--- Available data ---
▼▼▼
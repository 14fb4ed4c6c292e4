//! Line assembly for the receive path
//!
//! The frame codec only accepts complete lines. This accumulates bytes from
//! the link until a line feed arrives and hands the whole line over.
//! Lines longer than any legal frame are dropped up to the next line feed,
//! which resynchronizes the receiver after noise or a lost terminator.

use heapless::Vec;
use hexlink_protocol::grammar::TERMINATOR;
use hexlink_protocol::MAX_FRAME_LEN;

/// Longest line kept by the assembler
pub const MAX_LINE_LEN: usize = MAX_FRAME_LEN;

/// One complete received line, terminator included
pub type Line = Vec<u8, MAX_LINE_LEN>;

/// Errors raised while assembling lines
#[derive(Debug, Clone, Copy, PartialEq, Eq)]
#[cfg_attr(feature = "defmt", derive(defmt::Format))]
pub enum LineError {
    /// Line exceeded `MAX_LINE_LEN`; the rest of it is discarded
    Overflow,
}

#[derive(Debug, Clone, Copy, PartialEq, Eq)]
enum AssembleState {
    /// Storing bytes of the current line
    Collecting,
    /// Skipping the tail of an overlong line
    Discarding,
}

/// Accumulates link bytes into lines
#[derive(Debug, Clone)]
pub struct LineAssembler {
    state: AssembleState,
    buffer: Line,
}

impl Default for LineAssembler {
    fn default() -> Self {
        Self::new()
    }
}

impl LineAssembler {
    /// Create an empty assembler
    pub fn new() -> Self {
        Self {
            state: AssembleState::Collecting,
            buffer: Vec::new(),
        }
    }

    /// Drop any partial line
    pub fn reset(&mut self) {
        self.state = AssembleState::Collecting;
        self.buffer.clear();
    }

    /// Number of bytes held for the current line
    pub fn pending(&self) -> usize {
        self.buffer.len()
    }

    /// Feed a single byte
    ///
    /// Returns `Ok(Some(line))` when a line feed completes a line,
    /// `Ok(None)` when more bytes are needed, or `Err` once per overlong line.
    /// A bare line feed (empty line) is skipped.
    pub fn feed(&mut self, byte: u8) -> Result<Option<Line>, LineError> {
        match self.state {
            AssembleState::Collecting => {
                if byte == TERMINATOR && self.buffer.is_empty() {
                    return Ok(None);
                }
                if self.buffer.push(byte).is_err() {
                    self.buffer.clear();
                    if byte != TERMINATOR {
                        self.state = AssembleState::Discarding;
                    }
                    return Err(LineError::Overflow);
                }
                if byte == TERMINATOR {
                    let line = core::mem::take(&mut self.buffer);
                    return Ok(Some(line));
                }
                Ok(None)
            }
            AssembleState::Discarding => {
                if byte == TERMINATOR {
                    self.state = AssembleState::Collecting;
                }
                Ok(None)
            }
        }
    }

    /// Feed bytes until the first complete line or error
    ///
    /// Returns the outcome together with the bytes that were not consumed,
    /// so the caller can keep feeding the remainder.
    pub fn feed_bytes<'a>(
        &mut self,
        bytes: &'a [u8],
    ) -> (Result<Option<Line>, LineError>, &'a [u8]) {
        for (i, &byte) in bytes.iter().enumerate() {
            match self.feed(byte) {
                Ok(None) => {}
                outcome => return (outcome, &bytes[i + 1..]),
            }
        }
        (Ok(None), &[])
    }
}
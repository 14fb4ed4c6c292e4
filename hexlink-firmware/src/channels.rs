//! Inter-task communication channels
//!
//! Static embassy-sync primitives shared by the link tasks.

use embassy_sync::blocking_mutex::raw::CriticalSectionRawMutex;
use embassy_sync::channel::Channel;
use embassy_sync::mutex::Mutex;
use embassy_sync::signal::Signal;

use hexlink_core::{MasterError, MasterSession};
use hexlink_protocol::{Command, FrameBuf};

/// Frames queued for transmission
const OUTBOX_SIZE: usize = 4;

/// Encoded frames waiting for the TX task
pub static OUTBOX: Channel<CriticalSectionRawMutex, FrameBuf, OUTBOX_SIZE> = Channel::new();

/// Master request/reply state, shared by the poll task and the RX task
pub static MASTER_SESSION: Mutex<CriticalSectionRawMutex, MasterSession> =
    Mutex::new(MasterSession::new());

/// Outcome of the latest reply line seen by the master
pub static REPLY: Signal<CriticalSectionRawMutex, Result<Command, MasterError>> = Signal::new();
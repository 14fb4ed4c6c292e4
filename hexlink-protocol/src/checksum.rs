//! Frame checksum

/// Sum the given bytes modulo 256
///
/// `body` is the checksum-covered span of a frame: everything after the
/// sentinel up to, but not including, the checksum field.
pub fn checksum(body: &[u8]) -> u8 {
    body.iter().fold(0u8, |sum, &byte| sum.wrapping_add(byte))
}
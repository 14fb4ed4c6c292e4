//! Blocking link driver
//!
//! Couples a UART with a [`LineAssembler`] so the role logic can be driven
//! over any `hexlink-hal` implementation.

use hexlink_hal::{UartRx, UartTx};
use hexlink_protocol::{Command, FrameBuf};

use crate::line::{Line, LineAssembler, LineError};
use crate::master::{MasterError, MasterSession};
use crate::slave::{SlaveDevice, SlaveError, SlaveReply};

/// Errors from driving a role over a link
#[derive(Debug, Clone, Copy, PartialEq, Eq)]
#[cfg_attr(feature = "defmt", derive(defmt::Format))]
pub enum PortError<E> {
    /// Underlying transport failed
    Io(E),
    /// Received line was too long to be a frame
    Line(LineError),
    /// Slave rejected the line
    Slave(SlaveError),
    /// Master rejected the reply
    Master(MasterError),
}

/// A UART plus receive-side line assembly
pub struct Port<U> {
    uart: U,
    assembler: LineAssembler,
}

impl<U, E> Port<U>
where
    U: UartTx<Error = E> + UartRx<Error = E>,
{
    /// Wrap a UART
    pub fn new(uart: U) -> Self {
        Self {
            uart,
            assembler: LineAssembler::new(),
        }
    }

    /// Give the UART back
    pub fn release(self) -> U {
        self.uart
    }

    /// Access the UART
    pub fn uart_mut(&mut self) -> &mut U {
        &mut self.uart
    }

    /// Transmit one frame and flush
    pub fn send(&mut self, frame: &FrameBuf) -> Result<(), PortError<E>> {
        self.uart
            .write_blocking(frame.as_bytes())
            .map_err(PortError::Io)?;
        self.uart.flush().map_err(PortError::Io)
    }

    /// Block until one complete line has arrived
    pub fn read_line(&mut self) -> Result<Line, PortError<E>> {
        loop {
            let byte = self.uart.read_byte().map_err(PortError::Io)?;
            if let Some(line) = self.assembler.feed(byte).map_err(PortError::Line)? {
                return Ok(line);
            }
        }
    }

    /// Receive one line, let the slave handle it, and send any reply
    pub fn serve(&mut self, slave: &mut SlaveDevice) -> Result<SlaveReply, PortError<E>> {
        let line = self.read_line()?;
        let reply = slave.handle(&line).map_err(PortError::Slave)?;
        if let SlaveReply::Reply { frame, .. } = &reply {
            self.send(frame)?;
        }
        Ok(reply)
    }

    /// Send a request and wait for the matching reply
    ///
    /// Lines that the session rejects fail the exchange; retrying is left to
    /// the caller.
    pub fn transact(
        &mut self,
        session: &mut MasterSession,
        command: Command,
    ) -> Result<Command, PortError<E>> {
        let request = session.request(command);
        self.send(&request)?;
        let line = self.read_line()?;
        session.receive(&line).map_err(PortError::Master)
    }
}

#[cfg(test)]
mod tests {
    use super::*;
    use heapless::{Deque, Vec};
    use hexlink_protocol::FrameError;

    #[derive(Debug, Clone, Copy, PartialEq, Eq)]
    struct Exhausted;

    /// UART double: scripted input, captured output
    struct ScriptedUart {
        rx: Deque<u8, 64>,
        tx: Vec<u8, 64>,
        flushes: usize,
    }

    impl ScriptedUart {
        fn new(input: &[u8]) -> Self {
            let mut rx = Deque::new();
            for &byte in input {
                rx.push_back(byte).unwrap();
            }
            Self {
                rx,
                tx: Vec::new(),
                flushes: 0,
            }
        }
    }

    impl UartTx for ScriptedUart {
        type Error = Exhausted;

        fn write_blocking(&mut self, data: &[u8]) -> Result<(), Exhausted> {
            self.tx.extend_from_slice(data).map_err(|_| Exhausted)
        }

        fn flush(&mut self) -> Result<(), Exhausted> {
            self.flushes += 1;
            Ok(())
        }
    }

    impl UartRx for ScriptedUart {
        type Error = Exhausted;

        fn read_blocking(&mut self, buf: &mut [u8]) -> Result<usize, Exhausted> {
            let mut n = 0;
            while n < buf.len() {
                match self.rx.pop_front() {
                    Some(byte) => {
                        buf[n] = byte;
                        n += 1;
                    }
                    None if n == 0 => return Err(Exhausted),
                    None => break,
                }
            }
            Ok(n)
        }
    }

    #[test]
    fn test_send_flushes() {
        let mut port = Port::new(ScriptedUart::new(&[]));
        let mut session = MasterSession::new();
        port.send(&session.read(0x01, 0x10)).unwrap();

        let uart = port.release();
        assert_eq!(uart.tx.as_slice(), b"$01R1014\n");
        assert_eq!(uart.flushes, 1);
    }

    #[test]
    fn test_serve_replies_to_own_requests() {
        let mut port = Port::new(ScriptedUart::new(b"$01W10AA9B\n$01R1014\n"));
        let mut slave = SlaveDevice::new(0x01);

        port.serve(&mut slave).unwrap();
        port.serve(&mut slave).unwrap();

        assert_eq!(port.uart_mut().tx.as_slice(), b":01W1019\n:01R10AA96\n");
    }

    #[test]
    fn test_serve_stays_silent_for_other_slaves() {
        let mut port = Port::new(ScriptedUart::new(b"$02R2016\n"));
        let mut slave = SlaveDevice::new(0x01);

        let reply = port.serve(&mut slave).unwrap();
        assert_eq!(reply, SlaveReply::Ignored { slave_id: 0x02 });
        assert!(port.uart_mut().tx.is_empty());
    }

    #[test]
    fn test_serve_reports_bad_frames() {
        let mut port = Port::new(ScriptedUart::new(b"$01R1015\n"));
        let mut slave = SlaveDevice::new(0x01);

        assert_eq!(
            port.serve(&mut slave),
            Err(PortError::Slave(SlaveError::Frame(
                FrameError::ChecksumMismatch {
                    computed: 0x14,
                    received: 0x15
                }
            )))
        );
    }

    #[test]
    fn test_transact_read() {
        let mut port = Port::new(ScriptedUart::new(b":01R100074\n"));
        let mut session = MasterSession::new();

        let reply = port.transact(&mut session, Command::read(0x01, 0x10)).unwrap();
        assert_eq!(reply, Command::read(0x01, 0x10));
        assert_eq!(port.uart_mut().tx.as_slice(), b"$01R1014\n");
    }

    #[test]
    fn test_transact_without_reply() {
        let mut port = Port::new(ScriptedUart::new(b":01R10"));
        let mut session = MasterSession::new();

        assert_eq!(
            port.transact(&mut session, Command::read(0x01, 0x10)),
            Err(PortError::Io(Exhausted))
        );
        assert!(session.pending().is_some());
    }

    #[test]
    fn test_overlong_line_reported() {
        let mut port = Port::new(ScriptedUart::new(b"$01W10AA9B0000\n"));
        assert_eq!(port.read_line(), Err(PortError::Line(LineError::Overflow)));
    }
}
▲▲▲
--- The problem ---
Go through the records and gather the lines that hold "caller".

--- Output for this exercise ---
    /// so the caller can keep feeding the remainder.
    /// the caller.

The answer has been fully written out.